Stored items:
────
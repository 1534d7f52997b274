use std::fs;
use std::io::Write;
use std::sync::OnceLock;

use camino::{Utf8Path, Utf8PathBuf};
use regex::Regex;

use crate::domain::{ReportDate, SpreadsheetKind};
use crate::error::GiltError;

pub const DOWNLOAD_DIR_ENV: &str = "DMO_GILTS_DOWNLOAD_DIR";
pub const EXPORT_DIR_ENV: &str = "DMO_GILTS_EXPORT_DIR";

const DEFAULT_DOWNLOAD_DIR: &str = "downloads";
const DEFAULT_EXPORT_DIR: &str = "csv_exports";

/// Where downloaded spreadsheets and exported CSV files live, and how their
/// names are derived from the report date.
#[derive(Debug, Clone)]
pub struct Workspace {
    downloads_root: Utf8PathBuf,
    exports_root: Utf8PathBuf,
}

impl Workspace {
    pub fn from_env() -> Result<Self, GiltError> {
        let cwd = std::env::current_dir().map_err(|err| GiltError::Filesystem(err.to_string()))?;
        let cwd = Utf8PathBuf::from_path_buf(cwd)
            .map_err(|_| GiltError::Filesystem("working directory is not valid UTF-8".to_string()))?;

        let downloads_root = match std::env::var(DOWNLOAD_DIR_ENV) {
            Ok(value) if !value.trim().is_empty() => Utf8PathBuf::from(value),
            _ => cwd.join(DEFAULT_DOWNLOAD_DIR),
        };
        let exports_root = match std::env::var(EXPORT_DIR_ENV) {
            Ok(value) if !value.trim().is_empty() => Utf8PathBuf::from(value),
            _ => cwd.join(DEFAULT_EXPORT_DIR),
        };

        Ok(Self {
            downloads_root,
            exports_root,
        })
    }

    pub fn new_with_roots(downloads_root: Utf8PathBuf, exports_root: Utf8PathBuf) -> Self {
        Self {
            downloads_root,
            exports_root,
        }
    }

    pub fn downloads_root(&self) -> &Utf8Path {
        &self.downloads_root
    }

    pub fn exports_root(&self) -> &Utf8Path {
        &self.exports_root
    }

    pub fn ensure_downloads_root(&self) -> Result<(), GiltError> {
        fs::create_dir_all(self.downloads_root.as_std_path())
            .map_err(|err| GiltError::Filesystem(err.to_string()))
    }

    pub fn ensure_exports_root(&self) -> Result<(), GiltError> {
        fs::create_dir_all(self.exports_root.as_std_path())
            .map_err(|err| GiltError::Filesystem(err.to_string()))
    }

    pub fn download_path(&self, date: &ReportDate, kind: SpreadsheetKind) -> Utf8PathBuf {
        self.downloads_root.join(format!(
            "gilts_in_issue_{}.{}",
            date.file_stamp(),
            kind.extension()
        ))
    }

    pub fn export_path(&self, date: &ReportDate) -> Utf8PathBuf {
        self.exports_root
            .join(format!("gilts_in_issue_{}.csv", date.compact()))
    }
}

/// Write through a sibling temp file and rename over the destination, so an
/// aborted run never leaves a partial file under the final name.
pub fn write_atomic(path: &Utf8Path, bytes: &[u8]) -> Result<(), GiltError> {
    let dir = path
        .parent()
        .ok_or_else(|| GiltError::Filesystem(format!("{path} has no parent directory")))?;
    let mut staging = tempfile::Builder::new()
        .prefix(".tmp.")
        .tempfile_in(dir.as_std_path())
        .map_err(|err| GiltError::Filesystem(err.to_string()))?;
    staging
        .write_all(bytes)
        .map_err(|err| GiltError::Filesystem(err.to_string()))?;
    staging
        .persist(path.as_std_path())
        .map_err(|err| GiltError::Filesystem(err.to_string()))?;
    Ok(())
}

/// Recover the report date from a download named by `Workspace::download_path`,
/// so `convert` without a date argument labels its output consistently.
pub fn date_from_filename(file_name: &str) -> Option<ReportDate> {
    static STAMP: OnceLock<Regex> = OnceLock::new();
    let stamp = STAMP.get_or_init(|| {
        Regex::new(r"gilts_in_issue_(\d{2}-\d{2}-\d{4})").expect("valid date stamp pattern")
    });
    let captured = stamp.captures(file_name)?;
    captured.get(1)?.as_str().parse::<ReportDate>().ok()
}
────
Work order: Copy all data exactly, start to finish.

Response to the task:
repository 1534d7f52997b274
use std::fs;
use std::io::Write;
use std::sync::OnceLock;

use camino::{Utf8Path, Utf8PathBuf};
use regex::Regex;

use crate::domain::{ReportDate, SpreadsheetKind};
use crate::error::GiltError;

pub const DOWNLOAD_DIR_ENV: &str = "DMO_GILTS_DOWNLOAD_DIR";
pub const EXPORT_DIR_ENV: &str = "DMO_GILTS_EXPORT_DIR";

const DEFAULT_DOWNLOAD_DIR: &str = "downloads";
const DEFAULT_EXPORT_DIR: &str = "csv_exports";

/// Where downloaded spreadsheets and exported CSV files live, and how their
/// names are derived from the report date.
#[derive(Debug, Clone)]
pub struct Workspace {
    downloads_root: Utf8PathBuf,
    exports_root: Utf8PathBuf,
}

impl Workspace {
    pub fn from_env() -> Result<Self, GiltError> {
        let cwd = std::env::current_dir().map_err(|err| GiltError::Filesystem(err.to_string()))?;
        let cwd = Utf8PathBuf::from_path_buf(cwd)
            .map_err(|_| GiltError::Filesystem("working directory is not valid UTF-8".to_string()))?;

        let downloads_root = match std::env::var(DOWNLOAD_DIR_ENV) {
            Ok(value) if !value.trim().is_empty() => Utf8PathBuf::from(value),
            _ => cwd.join(DEFAULT_DOWNLOAD_DIR),
        };
        let exports_root = match std::env::var(EXPORT_DIR_ENV) {
            Ok(value) if !value.trim().is_empty() => Utf8PathBuf::from(value),
            _ => cwd.join(DEFAULT_EXPORT_DIR),
        };

        Ok(Self {
            downloads_root,
            exports_root,
        })
    }

    pub fn new_with_roots(downloads_root: Utf8PathBuf, exports_root: Utf8PathBuf) -> Self {
        Self {
            downloads_root,
            exports_root,
        }
    }

    pub fn downloads_root(&self) -> &Utf8Path {
        &self.downloads_root
    }

    pub fn exports_root(&self) -> &Utf8Path {
        &self.exports_root
    }

    pub fn ensure_downloads_root(&self) -> Result<(), GiltError> {
        fs::create_dir_all(self.downloads_root.as_std_path())
            .map_err(|err| GiltError::Filesystem(err.to_string()))
    }

    pub fn ensure_exports_root(&self) -> Result<(), GiltError> {
        fs::create_dir_all(self.exports_root.as_std_path())
            .map_err(|err| GiltError::Filesystem(err.to_string()))
    }

    pub fn download_path(&self, date: &ReportDate, kind: SpreadsheetKind) -> Utf8PathBuf {
        self.downloads_root.join(format!(
            "gilts_in_issue_{}.{}",
            date.file_stamp(),
            kind.extension()
        ))
    }

    pub fn export_path(&self, date: &ReportDate) -> Utf8PathBuf {
        self.exports_root
            .join(format!("gilts_in_issue_{}.csv", date.compact()))
    }
}

/// Write through a sibling temp file and rename over the destination, so an
/// aborted run never leaves a partial file under the final name.
pub fn write_atomic(path: &Utf8Path, bytes: &[u8]) -> Result<(), GiltError> {
    let dir = path
        .parent()
        .ok_or_else(|| GiltError::Filesystem(format!("{path} has no parent directory")))?;
    let mut staging = tempfile::Builder::new()
        .prefix(".tmp.")
        .tempfile_in(dir.as_std_path())
        .map_err(|err| GiltError::Filesystem(err.to_string()))?;
    staging
        .write_all(bytes)
        .map_err(|err| GiltError::Filesystem(err.to_string()))?;
    staging
        .persist(path.as_std_path())
        .map_err(|err| GiltError::Filesystem(err.to_string()))?;
    Ok(())
}

/// Recover the report date from a download named by `Workspace::download_path`,
/// so `convert` without a date argument labels its output consistently.
pub fn date_from_filename(file_name: &str) -> Option<ReportDate> {
    static STAMP: OnceLock<Regex> = OnceLock::new();
    let stamp = STAMP.get_or_init(|| {
        Regex::new(r"gilts_in_issue_(\d{2}-\d{2}-\d{4})").expect("valid date stamp pattern")
    });
    let captured = stamp.captures(file_name)?;
    captured.get(1)?.as_str().parse::<ReportDate>().ok()
}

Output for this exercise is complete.